-------- Data excerpts --------
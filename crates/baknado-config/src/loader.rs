//! Loading, saving, and mutating the configuration file.
//!
//! # Design
//! - Path resolution order: explicit path, `BAKNADO_CONFIG`, then `$HOME/.baknado/config.json`.
//! - Documents are validated on load and before every write-back.
//! - Write-back goes through a temporary sibling and a rename so readers never see a torn file.

use std::ffi::OsString;
use std::fs;
use std::io::ErrorKind;
use std::path::{Path, PathBuf};

use tracing::{debug, info, warn};
use url::Url;

use crate::defaults::{CONFIG_ENV, HOME_CONFIG_PATH, HTTP_PROXY_ENV};
use crate::error::{ConfigError, ConfigResult};
use crate::model::{BaknadoConfig, ContainerConfig};
use crate::validate::validate_config;

/// Determine which configuration file to use.
///
/// # Errors
///
/// Returns [`ConfigError::PathUnavailable`] when no explicit path is given,
/// `BAKNADO_CONFIG` is unset, and `HOME` cannot be determined.
pub fn resolve_config_path(explicit: Option<&Path>) -> ConfigResult<PathBuf> {
    resolve_config_path_with(
        explicit,
        std::env::var_os(CONFIG_ENV),
        std::env::var_os("HOME"),
    )
}

fn resolve_config_path_with(
    explicit: Option<&Path>,
    env_path: Option<OsString>,
    home: Option<OsString>,
) -> ConfigResult<PathBuf> {
    if let Some(path) = explicit {
        return Ok(path.to_path_buf());
    }
    if let Some(path) = env_path.filter(|value| !value.is_empty()) {
        return Ok(PathBuf::from(path));
    }
    home.filter(|value| !value.is_empty())
        .map(|home| PathBuf::from(home).join(HOME_CONFIG_PATH))
        .ok_or(ConfigError::PathUnavailable)
}

/// A configuration document bound to the file it was read from.
#[derive(Debug, Clone)]
pub struct ConfigFile {
    path: PathBuf,
    config: BaknadoConfig,
}

impl ConfigFile {
    /// Read and validate the configuration at `path`.
    ///
    /// # Errors
    ///
    /// Returns an IO error when the file cannot be read, a JSON error when it
    /// cannot be parsed, or a validation error.
    pub fn load(path: impl Into<PathBuf>) -> ConfigResult<Self> {
        let path = path.into();
        let raw = fs::read_to_string(&path)
            .map_err(|source| ConfigError::io("config.read", &path, source))?;
        let config: BaknadoConfig = serde_json::from_str(&raw)
            .map_err(|source| ConfigError::json("config.parse", &path, source))?;
        validate_config(&config)?;
        debug!(path = %path.display(), "loaded configuration");
        Ok(Self { path, config })
    }

    /// Read the configuration at `path`, falling back to defaults when the file is absent.
    ///
    /// # Errors
    ///
    /// Propagates every failure from [`ConfigFile::load`] except a missing file.
    pub fn load_or_default(path: impl Into<PathBuf>) -> ConfigResult<Self> {
        let path = path.into();
        match Self::load(&path) {
            Err(ConfigError::Io { source, .. }) if source.kind() == ErrorKind::NotFound => {
                info!(path = %path.display(), "configuration file not found; using defaults");
                Ok(Self {
                    path,
                    config: BaknadoConfig::default(),
                })
            }
            other => other,
        }
    }

    /// Bind an in-memory document to a path without reading it.
    #[must_use]
    pub const fn from_parts(path: PathBuf, config: BaknadoConfig) -> Self {
        Self { path, config }
    }

    /// File backing this document.
    #[must_use]
    pub fn path(&self) -> &Path {
        &self.path
    }

    /// Parsed document.
    #[must_use]
    pub const fn config(&self) -> &BaknadoConfig {
        &self.config
    }

    /// Consume the binding and return the parsed document.
    #[must_use]
    pub fn into_config(self) -> BaknadoConfig {
        self.config
    }

    /// Validate and persist the document back to its file.
    ///
    /// # Errors
    ///
    /// Returns a validation error, or an IO/JSON error when writing fails.
    pub fn save(&self) -> ConfigResult<()> {
        validate_config(&self.config)?;
        let rendered = serde_json::to_string_pretty(&self.config)
            .map_err(|source| ConfigError::json("config.serialize", &self.path, source))?;
        if let Some(parent) = self.path.parent().filter(|p| !p.as_os_str().is_empty()) {
            fs::create_dir_all(parent)
                .map_err(|source| ConfigError::io("config.create_dir", parent, source))?;
        }
        let staging = staging_path(&self.path);
        fs::write(&staging, rendered)
            .map_err(|source| ConfigError::io("config.write", &staging, source))?;
        fs::rename(&staging, &self.path)
            .map_err(|source| ConfigError::io("config.rename", &self.path, source))?;
        Ok(())
    }

    /// Register a container under `service` and write the document back.
    ///
    /// Returns `false` without writing when an entry with the same name and
    /// service already exists.
    ///
    /// # Errors
    ///
    /// Returns [`ConfigError::UnknownEntry`] when `service` is not configured,
    /// or any error from [`ConfigFile::save`].
    pub fn add_container(&mut self, container: &str, service: &str) -> ConfigResult<bool> {
        self.config.service(service)?;
        let duplicate = self
            .config
            .containers
            .iter()
            .any(|entry| entry.name == container && entry.service == service);
        if duplicate {
            warn!(container, service, "container already registered");
            return Ok(false);
        }
        self.config.containers.push(ContainerConfig {
            name: container.to_string(),
            container: container.to_string(),
            service: service.to_string(),
        });
        info!(
            path = %self.path.display(),
            container,
            service,
            "registering container in configuration"
        );
        self.save()?;
        Ok(true)
    }

    /// Select the proxy used for object-store traffic.
    ///
    /// A named proxy must exist in the catalogue; without a name the
    /// `HTTP_PROXY` environment variable is consulted.
    ///
    /// # Errors
    ///
    /// Returns [`ConfigError::UnknownEntry`] for an unknown proxy name or
    /// [`ConfigError::InvalidField`] when `HTTP_PROXY` is not a URL.
    pub fn resolve_proxy(&self, name: Option<&str>) -> ConfigResult<Option<Url>> {
        resolve_proxy_with(&self.config, name, std::env::var(HTTP_PROXY_ENV).ok())
    }
}

fn resolve_proxy_with(
    config: &BaknadoConfig,
    name: Option<&str>,
    env_proxy: Option<String>,
) -> ConfigResult<Option<Url>> {
    if let Some(name) = name {
        return config.proxy(name)?.url().map(Some);
    }
    match env_proxy.filter(|value| !value.trim().is_empty()) {
        Some(raw) => Url::parse(&raw).map(Some).map_err(|_| {
            ConfigError::invalid(
                "environment",
                "HTTP_PROXY",
                "must be a valid URL",
                Some(raw.clone()),
            )
        }),
        None => Ok(None),
    }
}

fn staging_path(path: &Path) -> PathBuf {
    let name = path
        .file_name()
        .map_or_else(|| "config.json".into(), |name| name.to_string_lossy());
    path.with_file_name(format!(".{name}.tmp"))
}
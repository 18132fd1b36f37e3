//! Object and container metadata shared by every store implementation.

use std::fmt;

use serde::{Deserialize, Serialize};

/// Metadata describing a stored object.
#[derive(Debug, Clone, PartialEq, Eq, Serialize, Deserialize)]
pub struct ObjectInfo {
    /// Object key within its container.
    pub name: String,
    /// Object size in bytes.
    #[serde(default)]
    pub bytes: u64,
    /// MD5 digest (the Swift `ETag`) as lowercase hex.
    #[serde(default)]
    pub hash: String,
    /// Content type recorded by the store.
    #[serde(default, skip_serializing_if = "Option::is_none")]
    pub content_type: Option<String>,
    /// Last modification timestamp as reported by the store.
    #[serde(default, skip_serializing_if = "Option::is_none")]
    pub last_modified: Option<String>,
}

impl fmt::Display for ObjectInfo {
    fn fmt(&self, f: &mut fmt::Formatter<'_>) -> fmt::Result {
        write!(
            f,
            "{:>32}  {:>34}  {:>10}  {:>26}  {}",
            self.hash,
            self.content_type.as_deref().unwrap_or("-"),
            self.bytes,
            self.last_modified.as_deref().unwrap_or("-"),
            self.name
        )
    }
}

/// Summary of a container within a service.
#[derive(Debug, Clone, PartialEq, Eq, Serialize, Deserialize)]
pub struct ContainerInfo {
    /// Container name.
    pub name: String,
    /// Number of objects held.
    #[serde(default)]
    pub count: u64,
    /// Total bytes held.
    #[serde(default)]
    pub bytes: u64,
}

/// Strip the quoting some proxies add around `ETag` values.
pub(crate) fn normalise_etag(raw: &str) -> String {
    raw.trim().trim_matches('"').to_ascii_lowercase()
}
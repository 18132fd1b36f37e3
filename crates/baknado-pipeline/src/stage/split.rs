//! Verify a backup and cut it into parts.

use std::fs;
use std::io;
use std::path::{Path, PathBuf};
use std::sync::Arc;

use async_trait::async_trait;
use tracing::{info, warn};

use super::{Stage, run_blocking};
use crate::digest::DigestAlgorithm;
use crate::error::{PipelineError, PipelineResult};
use crate::request::{Part, PartKind, Request};
use crate::split::{Splitter, check_chunk_size};

/// Suffix of the per-backup working directory.
pub const PARTS_DIR_SUFFIX: &str = ".parts";

/// Checks a backup against its recorded checksum, splits it, and records the parts
/// plus a manifest entry on the request.
pub struct SplitStage {
    workdir: PathBuf,
    chunk_size: u64,
    splitter: Arc<dyn Splitter>,
}

impl SplitStage {
    /// Split into per-job directories under `workdir` using chunks of `chunk_size` bytes.
    ///
    /// # Errors
    ///
    /// Returns [`PipelineError::InvalidInput`] when `chunk_size` is out of range.
    pub fn new(
        workdir: impl Into<PathBuf>,
        chunk_size: u64,
        splitter: Arc<dyn Splitter>,
    ) -> PipelineResult<Self> {
        check_chunk_size(chunk_size)?;
        Ok(Self {
            workdir: workdir.into(),
            chunk_size,
            splitter,
        })
    }

    /// Working directory the stage writes parts for `request` into,
    /// `<workdir>/<job id>/<basename>.parts`.
    ///
    /// Backups sharing a file name still get separate directories, so resetting
    /// one never touches another job's parts.
    ///
    /// # Errors
    ///
    /// Propagates [`Request::basename`] failures.
    pub fn parts_dir_for(&self, request: &Request) -> PipelineResult<PathBuf> {
        Ok(self
            .workdir
            .join(request.job_id())
            .join(format!("{}{PARTS_DIR_SUFFIX}", request.basename()?)))
    }
}

#[async_trait]
impl Stage for SplitStage {
    fn name(&self) -> &'static str {
        "split"
    }

    async fn handle(&self, request: &mut Request) -> PipelineResult<()> {
        if request.is_split() {
            info!(
                backup = %request.path.display(),
                parts = request.parts.len(),
                "backup already split; skipping"
            );
            return Ok(());
        }
        if !request.parts.is_empty() {
            warn!(
                backup = %request.path.display(),
                parts = request.parts.len(),
                "discarding parts from an unfinished split"
            );
            request.parts.clear();
        }

        let snapshot = request.clone();
        run_blocking("split.verify", &request.path, move || snapshot.verify()).await?;

        let parts_dir = self.parts_dir_for(request)?;
        let manifest_name = request.manifest_name()?;
        let splitter = Arc::clone(&self.splitter);
        let backup = request.path.clone();
        let chunk_size = self.chunk_size;
        let algorithm = request.algorithm;
        let target = parts_dir.clone();
        let parts = run_blocking("split.run", &parts_dir, move || {
            reset_dir(&target)?;
            let files = splitter.split(&backup, chunk_size, &target)?;
            files
                .iter()
                .map(|file| describe_part(file, algorithm))
                .collect::<PipelineResult<Vec<Part>>>()
        })
        .await?;

        let data_bytes: u64 = parts.iter().map(|part| part.bytes).sum();
        request.parts.extend(parts);
        request.parts.push(Part::manifest(manifest_name.clone()));
        request.parts_dir = Some(parts_dir.clone());

        let mut manifest = request.clone();
        manifest.source = None;
        manifest.write_to(&parts_dir.join(&manifest_name))?;
        request.persist()?;

        info!(
            backup = %request.path.display(),
            splitter = self.splitter.name(),
            parts = request.parts.iter().filter(|p| p.kind == PartKind::Data).count(),
            bytes = data_bytes,
            parts_dir = %parts_dir.display(),
            "backup split"
        );
        Ok(())
    }
}

fn reset_dir(dir: &Path) -> PipelineResult<()> {
    match fs::remove_dir_all(dir) {
        Ok(()) => {}
        Err(err) if err.kind() == io::ErrorKind::NotFound => {}
        Err(err) => return Err(PipelineError::io("split.reset_dir", dir, err)),
    }
    fs::create_dir_all(dir).map_err(|source| PipelineError::io("split.create_dir", dir, source))
}

fn describe_part(file: &Path, algorithm: DigestAlgorithm) -> PipelineResult<Part> {
    let filename = file
        .file_name()
        .and_then(|name| name.to_str())
        .ok_or_else(|| PipelineError::InvalidInput {
            field: "part",
            reason: "must have a UTF-8 file name",
            value: Some(file.display().to_string()),
        })?
        .to_string();
    let bytes = fs::metadata(file)
        .map_err(|source| PipelineError::io("split.stat_part", file, source))?
        .len();
    Ok(Part::data(filename, algorithm.digest_file(file)?, bytes))
}
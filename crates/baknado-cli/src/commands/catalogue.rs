//! Listings of the configured catalogue sections.

use crate::context::{CliContext, CliResult};
use crate::output::{render_proxies, render_repos, render_services};

pub(crate) fn handle_repos(ctx: &CliContext) -> CliResult<String> {
    render_repos(&ctx.config.config().containers, ctx.output)
}

pub(crate) fn handle_services(ctx: &CliContext) -> CliResult<String> {
    render_services(&ctx.config.config().services, ctx.output)
}

pub(crate) fn handle_proxies(ctx: &CliContext) -> CliResult<String> {
    render_proxies(&ctx.config.config().proxies, ctx.output)
}
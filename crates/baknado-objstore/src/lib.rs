#![forbid(unsafe_code)]
#![deny(
    warnings,
    dead_code,
    unused,
    unused_imports,
    unused_must_use,
    unreachable_pub,
    clippy::all,
    clippy::pedantic,
    clippy::nursery,
    rustdoc::broken_intra_doc_links,
    rustdoc::bare_urls,
    missing_docs
)]
#![allow(clippy::module_name_repetitions)]

//! Object-store clients used to ship backup parts off-host.
//!
//! Layout: `store.rs` (capability traits, file digests), `model.rs` (object and
//! container metadata), `swift.rs` (Swift v1 over HTTP), `fs.rs` (directory-backed
//! store), `registry.rs` (catalogue name resolution), `error.rs`.

pub mod error;
pub mod fs;
pub mod model;
pub mod registry;
pub mod store;
pub mod swift;

pub use error::{StoreError, StoreResult};
pub use fs::{FsService, FsStore};
pub use model::{ContainerInfo, ObjectInfo};
pub use registry::{FILESYSTEM_SERVICE_TYPE, StoreRegistry};
pub use store::{ObjectStore, ServiceClient, file_md5};
pub use swift::{SwiftContainer, SwiftService};
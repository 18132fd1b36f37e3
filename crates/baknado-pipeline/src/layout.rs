//! Wiring the standard queue layout and the two workers from settings.

use std::path::PathBuf;
use std::sync::Arc;

use baknado_config::{PipelineSettings, SplitterKind};
use baknado_telemetry::Metrics;

use crate::error::{PipelineError, PipelineResult};
use crate::queue::{DirQueue, WorkQueue};
use crate::split::{CommandSplitter, NativeSplitter, Splitter};
use crate::stage::{SplitStage, UploadStage};
use crate::transfer::Transferer;
use crate::worker::{QueueWorker, WorkerPolicy};

/// The pipeline's top-level queues.
#[derive(Debug, Clone)]
pub struct QueueSet {
    /// Requests waiting to be split.
    pub ready: Arc<DirQueue>,
    /// Split requests waiting to be uploaded.
    pub processing: Arc<DirQueue>,
    /// Fully uploaded requests.
    pub complete: Arc<DirQueue>,
    /// Requests that exhausted their retries or could not be parsed.
    pub abandoned: Arc<DirQueue>,
}

impl QueueSet {
    /// Open (creating when needed) every queue directory named by `settings`.
    ///
    /// # Errors
    ///
    /// Returns a glob error for an invalid pattern or a directory creation failure.
    pub fn open(settings: &PipelineSettings) -> PipelineResult<Self> {
        let open = |dir: PathBuf, name: &str| {
            DirQueue::create(dir, &settings.pattern, name.to_string()).map(Arc::new)
        };
        Ok(Self {
            ready: open(settings.ready_dir(), "ready")?,
            processing: open(settings.processing_dir(), "processing")?,
            complete: open(settings.complete_dir(), "complete")?,
            abandoned: open(settings.abandoned_dir(), "abandoned")?,
        })
    }

    /// Queues in pipeline order, dead-letter last.
    #[must_use]
    pub fn all(&self) -> [&Arc<DirQueue>; 4] {
        [&self.ready, &self.processing, &self.complete, &self.abandoned]
    }

    /// Current depth of every queue, in pipeline order.
    ///
    /// # Errors
    ///
    /// Returns the first listing failure.
    pub fn depths(&self) -> PipelineResult<Vec<(String, usize)>> {
        self.all()
            .into_iter()
            .map(|queue| Ok((queue.name().to_string(), queue.depth()?)))
            .collect()
    }
}

/// Splitter implementation for a configured kind.
#[must_use]
pub fn splitter_for(kind: SplitterKind) -> Arc<dyn Splitter> {
    match kind {
        SplitterKind::Native => Arc::new(NativeSplitter),
        SplitterKind::Command => Arc::new(CommandSplitter::default()),
    }
}

/// The split worker (`ready -> processing`) and upload worker (`processing -> complete`).
pub struct Workers {
    /// Worker running the split stage.
    pub split: QueueWorker,
    /// Worker running the upload stage.
    pub upload: QueueWorker,
}

impl Workers {
    /// Build both workers over `queues`, shipping parts through `transferer`.
    ///
    /// # Errors
    ///
    /// Returns [`PipelineError::InvalidInput`] for an out-of-range chunk size
    /// or a failure creating the split working directory.
    pub fn build(
        settings: &PipelineSettings,
        queues: &QueueSet,
        transferer: Arc<dyn Transferer>,
        metrics: &Metrics,
    ) -> PipelineResult<Self> {
        let workdir = settings.split_dir();
        std::fs::create_dir_all(&workdir)
            .map_err(|source| PipelineError::io("layout.split_dir", &workdir, source))?;
        let policy = WorkerPolicy::from_settings(settings);
        let split_stage =
            SplitStage::new(workdir, settings.chunk_size, splitter_for(settings.splitter))?;
        let upload_stage = UploadStage::new(transferer, settings.max_part_retries, metrics.clone());
        let dead_letter: Arc<dyn WorkQueue> = queues.abandoned.clone();
        Ok(Self {
            split: QueueWorker::new(
                queues.ready.clone(),
                queues.processing.clone(),
                Arc::clone(&dead_letter),
                Arc::new(split_stage),
                policy,
                metrics.clone(),
            ),
            upload: QueueWorker::new(
                queues.processing.clone(),
                queues.complete.clone(),
                dead_letter,
                Arc::new(upload_stage),
                policy,
                metrics.clone(),
            ),
        })
    }
}
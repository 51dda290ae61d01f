use std::cmp::Ordering;

use serde::{Deserialize, Serialize};

/// A rated-and-liked film in the top-rated view.
///
/// `rating` is on the public five-star scale. Absent fields are omitted from
/// JSON output entirely rather than serialized as null.
#[derive(Debug, Clone, Serialize, PartialEq)]
pub struct Film {
    #[serde(skip_serializing_if = "Option::is_none")]
    pub title: Option<String>,
    pub slug: String,
    #[serde(skip_serializing_if = "Option::is_none")]
    pub year: Option<i32>,
    pub rating: f64,
    pub url: String,
}

/// A watchlist entry. Fields come straight from the source and may be null.
#[derive(Debug, Clone, Serialize, PartialEq)]
pub struct WatchlistFilm {
    pub title: Option<String>,
    pub year: Option<i32>,
    pub url: Option<String>,
}

/// Sort direction accepted by the listing endpoints
#[derive(Debug, Clone, Copy, PartialEq, Eq, Default, Serialize, Deserialize)]
#[serde(rename_all = "lowercase")]
pub enum SortOrder {
    #[default]
    Asc,
    Desc,
}

impl SortOrder {
    pub fn is_descending(self) -> bool {
        matches!(self, SortOrder::Desc)
    }
}

/// Sort keys available on the watchlist endpoint
#[derive(Debug, Clone, Copy, PartialEq, Eq, Default, Serialize, Deserialize)]
#[serde(rename_all = "lowercase")]
pub enum WatchlistSort {
    #[default]
    Title,
    Year,
}

impl WatchlistSort {
    pub fn compare(self, a: &WatchlistFilm, b: &WatchlistFilm) -> Ordering {
        match self {
            WatchlistSort::Title => {
                title_key(a.title.as_deref()).cmp(&title_key(b.title.as_deref()))
            }
            WatchlistSort::Year => a.year.unwrap_or(0).cmp(&b.year.unwrap_or(0)),
        }
    }
}

/// Sort keys available on the top-rated endpoint
#[derive(Debug, Clone, Copy, PartialEq, Eq, Default, Serialize, Deserialize)]
#[serde(rename_all = "lowercase")]
pub enum TopRatedSort {
    #[default]
    Rating,
    Title,
    Year,
}

impl TopRatedSort {
    pub fn compare(self, a: &Film, b: &Film) -> Ordering {
        match self {
            TopRatedSort::Rating => a.rating.total_cmp(&b.rating),
            TopRatedSort::Title => {
                title_key(a.title.as_deref()).cmp(&title_key(b.title.as_deref()))
            }
            TopRatedSort::Year => a.year.unwrap_or(0).cmp(&b.year.unwrap_or(0)),
        }
    }
}

/// Case-insensitive title key; a missing title sorts as the empty string.
fn title_key(title: Option<&str>) -> String {
    title.unwrap_or_default().to_lowercase()
}

#[cfg(test)]
mod tests {
    use super::*;

    fn film(title: Option<&str>, year: Option<i32>, rating: f64) -> Film {
        Film {
            title: title.map(String::from),
            slug: "slug".to_string(),
            year,
            rating,
            url: "https://letterboxd.com/film/slug/".to_string(),
        }
    }

    #[test]
    fn test_film_omits_absent_fields() {
        let value = serde_json::to_value(film(None, None, 4.5)).unwrap();
        let object = value.as_object().unwrap();
        assert!(!object.contains_key("title"));
        assert!(!object.contains_key("year"));
        assert_eq!(object["rating"], 4.5);
    }

    #[test]
    fn test_watchlist_film_serializes_nulls() {
        let entry = WatchlistFilm {
            title: None,
            year: None,
            url: None,
        };
        let value = serde_json::to_value(entry).unwrap();
        assert!(value["title"].is_null());
        assert!(value["year"].is_null());
        assert!(value["url"].is_null());
    }

    #[test]
    fn test_sort_enums_deserialize_lowercase() {
        assert_eq!(
            serde_json::from_str::<WatchlistSort>("\"year\"").unwrap(),
            WatchlistSort::Year
        );
        assert_eq!(
            serde_json::from_str::<TopRatedSort>("\"rating\"").unwrap(),
            TopRatedSort::Rating
        );
        assert_eq!(
            serde_json::from_str::<SortOrder>("\"desc\"").unwrap(),
            SortOrder::Desc
        );
        assert!(serde_json::from_str::<TopRatedSort>("\"director\"").is_err());
    }

    #[test]
    fn test_title_compare_is_case_insensitive() {
        let a = film(Some("apple"), None, 1.0);
        let b = film(Some("Banana"), None, 1.0);
        assert_eq!(TopRatedSort::Title.compare(&a, &b), Ordering::Less);
    }

    #[test]
    fn test_missing_title_sorts_first_ascending() {
        let missing = film(None, None, 1.0);
        let named = film(Some("Alien"), None, 1.0);
        assert_eq!(TopRatedSort::Title.compare(&missing, &named), Ordering::Less);
    }

    #[test]
    fn test_missing_year_sorts_as_zero() {
        let unknown = WatchlistFilm {
            title: Some("No Year".to_string()),
            year: None,
            url: None,
        };
        let dated = WatchlistFilm {
            title: Some("Dated".to_string()),
            year: Some(1999),
            url: None,
        };
        assert_eq!(WatchlistSort::Year.compare(&unknown, &dated), Ordering::Less);
    }

    #[test]
    fn test_rating_compare() {
        let low = film(Some("Low"), None, 3.5);
        let high = film(Some("High"), None, 5.0);
        assert_eq!(TopRatedSort::Rating.compare(&low, &high), Ordering::Less);
        assert_eq!(TopRatedSort::Rating.compare(&high, &low), Ordering::Greater);
        assert_eq!(TopRatedSort::Rating.compare(&low, &low), Ordering::Equal);
    }
}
--------
What the exercise asks: Copy out each line of the material that holds the word "environment".

Answer box:
    /// `HTTP_PROXY` environment variable is consulted.
                "environment",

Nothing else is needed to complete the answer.